1. The Forty-Five Holy Martyrs: Leontius, Maurice, Alexander, Sisinius and the rest.
In the time of the wicked Emperor Licinius, who ruled over the eastern half of the Byzantine Empire, there was a great persecution of Christians. In Armenian Nicopolis, Leontius came before the imperial governor, Lysius, together with several of his friends, and told him that he was a Christian. 'And where is your Christ?', asked Lysius. 'Was he not crucified and did he not die?' To this, St Leontius replied: 'If you know that our Christ died, know that He also rose from the dead and ascended into heaven.' After much harassment for their faith, Lysius had them whipped and thrown into prison, where they were given neither food nor drink. A noble Christian woman, Viassiana, brought them water and gave it to them through the window of the prison, and an angel of God appeared to them there, to comfort and encourage them. When their trial was held, two of their warders came before Lysius as Christian converts, and many others, numbering forty-five in all. The judge condemned them all to death, ordering that their arms and legs be hacked off and that they then be thrown into the flames. This vicious punishment was carried out, and the souls of the holy martyrs flew off to their Lord, to eternal life. They suffered with honour and inherited the Kingdom in the year 319.
2. Our Holy Father Antony of the Kiev Caves.
The renewer and father of monasticism in Russia, he was born in a little place called Lubetch, near Chernigov. He left his home while still a boy and went to the Holy Mountain, where he became a monk and lived in asceticism at Esphigmenou. In response to a vision, the abbot sent him to Russia, to found the monastic life there. He chose a cave near Kiev. When a group of men desiring the monastic life settled round him, he installed Theodosius as their abbot and himself remained in his cave in silence. By the grace of God, the monastery grew and became the mother of Russian monasticism. Antony endured much evil from men and from demons, but he overcame all by his meekness. He had a great gift of discernment, and was able to heal the sick. He went to the Lord in 1073 at the age of ninety, leaving his spiritual nursery, which would, through the ages, yield good fruit for the Orthodox peoples of Russia.
3. The Translation of the Precious Vesture of our Lord Jesus Christ.
At the time of our Lord's suffering for the human race, there was to be found in the ranks of the Roman army in Jerusalem a Georgian, Elias, from the town of Mtskhet. His mother had heard of Christ, and believed in Him in her heart. Sending her son into the army in Palestine, she exhorted him to do nothing against Christ. When the Lord was nailed to the Cross, the sound of the hammering on Golgotha came to the cars of Elias's mother in Mtskhet. Hearing this sound, she cried out: 'Woe is me that I did not die before this hour, that death might deliver me from this terrible sound!' And, thus saying, she fell dead.

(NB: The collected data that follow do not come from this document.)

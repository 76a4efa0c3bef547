//! Capsule geometry: a line segment swept by a sphere

use serde::{Deserialize, Serialize};

use crate::collision::aabb::Aabb;
use crate::collision::ray::{Ray, RayHit};
use crate::collision::shape::ShapeValidationError;
use crate::collision::shapes::sphere::ray_cast_sphere;
use crate::foundation::math::{utils, RigidTransform, Vec3, EPSILON};

/// Capsule defined by two spine endpoints and a radius
#[derive(Debug, Clone, PartialEq, Serialize, Deserialize)]
pub struct Capsule {
    /// First spine endpoint in object space
    pub vertex_a: Vec3,
    /// Second spine endpoint in object space
    pub vertex_b: Vec3,
    /// Radius, must be positive
    pub radius: f32,
}

impl Default for Capsule {
    fn default() -> Self {
        Self {
            vertex_a: Vec3::new(0.0, -1.0, 0.0),
            vertex_b: Vec3::new(0.0, 1.0, 0.0),
            radius: 0.5,
        }
    }
}

impl Capsule {
    /// Create a new capsule
    pub fn new(vertex_a: Vec3, vertex_b: Vec3, radius: f32) -> Self {
        Self { vertex_a, vertex_b, radius }
    }

    /// Reject zero or non-finite radii and non-finite endpoints
    pub fn validate(&self) -> Result<(), ShapeValidationError> {
        if !(utils::is_finite(&self.vertex_a) && utils::is_finite(&self.vertex_b)) {
            return Err(ShapeValidationError::NonFiniteGeometry);
        }
        if !(self.radius.is_finite() && self.radius > 0.0) {
            return Err(ShapeValidationError::InvalidRadius(self.radius));
        }
        Ok(())
    }

    /// Spine endpoints in world space
    pub fn world_spine(&self, object_to_world: &RigidTransform) -> (Vec3, Vec3) {
        (
            object_to_world.transform_point(&self.vertex_a),
            object_to_world.transform_point(&self.vertex_b),
        )
    }

    /// World-space bounding box
    pub fn world_aabb(&self, object_to_world: &RigidTransform) -> Aabb {
        let (a, b) = self.world_spine(object_to_world);
        Aabb::new(a.inf(&b), a.sup(&b)).expanded(self.radius)
    }

    /// First point where a world-space ray enters the capsule
    ///
    /// The tube is tested as an infinite cylinder clipped to the spine, then
    /// each end cap as a sphere; the nearest entering hit wins.
    pub fn ray_cast(&self, ray: &Ray, object_to_world: &RigidTransform) -> Option<RayHit> {
        let (a, b) = self.world_spine(object_to_world);
        let mut best = ray_cast_tube(ray, &a, &b, self.radius);

        for cap in [a, b] {
            if let Some(hit) = ray_cast_sphere(ray, &cap, self.radius) {
                if best.map_or(true, |current| hit.alpha < current.alpha) {
                    best = Some(hit);
                }
            }
        }
        best
    }
}

fn ray_cast_tube(ray: &Ray, a: &Vec3, b: &Vec3, radius: f32) -> Option<RayHit> {
    let axis = b - a;
    let axis_length = axis.norm();
    if axis_length < EPSILON {
        return None;
    }
    let axis = axis / axis_length;

    // Remove the axial component and solve the 2D circle problem
    let m = ray.origin - a;
    let d_perp = ray.direction - axis * ray.direction.dot(&axis);
    let m_perp = m - axis * m.dot(&axis);

    let qa = d_perp.norm_squared();
    if qa < EPSILON {
        // Parallel to the spine, only the caps can be hit
        return None;
    }
    let qb = 2.0 * d_perp.dot(&m_perp);
    let qc = m_perp.norm_squared() - radius * radius;
    let discriminant = qb * qb - 4.0 * qa * qc;
    if discriminant < 0.0 {
        return None;
    }
    let alpha = (-qb - discriminant.sqrt()) / (2.0 * qa);
    if alpha < 0.0 {
        return None;
    }

    let point = ray.point_at(alpha);
    let along = (point - a).dot(&axis);
    if along < 0.0 || along > axis_length {
        return None;
    }
    let normal = (point - (a + axis * along)) / radius;
    Some(RayHit { alpha, point, normal })
}

#[cfg(test)]
mod tests {
    use super::*;
    use approx::assert_relative_eq;

    fn vertical_capsule() -> Capsule {
        Capsule::new(Vec3::new(0.0, -1.0, 0.0), Vec3::new(0.0, 1.0, 0.0), 0.5)
    }

    #[test]
    fn test_capsule_validation() {
        assert!(vertical_capsule().validate().is_ok());
        let mut capsule = vertical_capsule();
        capsule.radius = 0.0;
        assert!(matches!(capsule.validate(), Err(ShapeValidationError::InvalidRadius(_))));
    }

    #[test]
    fn test_capsule_world_aabb() {
        let aabb = vertical_capsule().world_aabb(&RigidTransform::from_translation(Vec3::new(1.0, 0.0, 0.0)));
        assert_relative_eq!(aabb.min, Vec3::new(0.5, -1.5, -0.5));
        assert_relative_eq!(aabb.max, Vec3::new(1.5, 1.5, 0.5));
    }

    #[test]
    fn test_capsule_ray_cast_hits_tube() {
        let ray = Ray::new(Vec3::new(5.0, 0.5, 0.0), Vec3::new(-1.0, 0.0, 0.0));
        let hit = vertical_capsule()
            .ray_cast(&ray, &RigidTransform::identity())
            .expect("hit");
        assert_relative_eq!(hit.point, Vec3::new(0.5, 0.5, 0.0), epsilon = 1e-5);
        assert_relative_eq!(hit.normal, Vec3::new(1.0, 0.0, 0.0), epsilon = 1e-5);
    }

    #[test]
    fn test_capsule_ray_cast_hits_cap() {
        let ray = Ray::new(Vec3::new(0.0, 10.0, 0.0), Vec3::new(0.0, -1.0, 0.0));
        let hit = vertical_capsule()
            .ray_cast(&ray, &RigidTransform::identity())
            .expect("hit");
        assert_relative_eq!(hit.point, Vec3::new(0.0, 1.5, 0.0), epsilon = 1e-5);
        assert_relative_eq!(hit.alpha, 8.5, epsilon = 1e-5);
    }

    #[test]
    fn test_capsule_ray_cast_miss() {
        let ray = Ray::new(Vec3::new(5.0, 3.0, 0.0), Vec3::new(-1.0, 0.0, 0.0));
        assert!(vertical_capsule().ray_cast(&ray, &RigidTransform::identity()).is_none());
    }
}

Elias was at that time underneath the Cross, and, with the other soldiers, was casting lots for Christ's vesture. The vesture fell to him, and he took it to Mtskhet, making a gift of it to his sister Sidonia. She, hearing of the Lord's death and learning that her brother had a hand in the shedding of innocent blood, fell dead with the Lord's vesture in her hands, in such a way that no-one could take it from her and they were constrained to bury it with her. A cedar grew up over her grave, from which flowed a healing myrrh. In time, the cedar fell and the place was forgotten. St Nina found it by the aid of a pillar of fire on that spot, in response to her prayers. King Mirian, when he had been baptised, built a church there to the Holy Apostles. In 1625, Shah Abbas took this vesture and sent it to Moscow as a gift to Prince Michael Feodorovich and Patriarch Philaret. The vesture was then placed in the Cathedral of the Dormition in Moscow.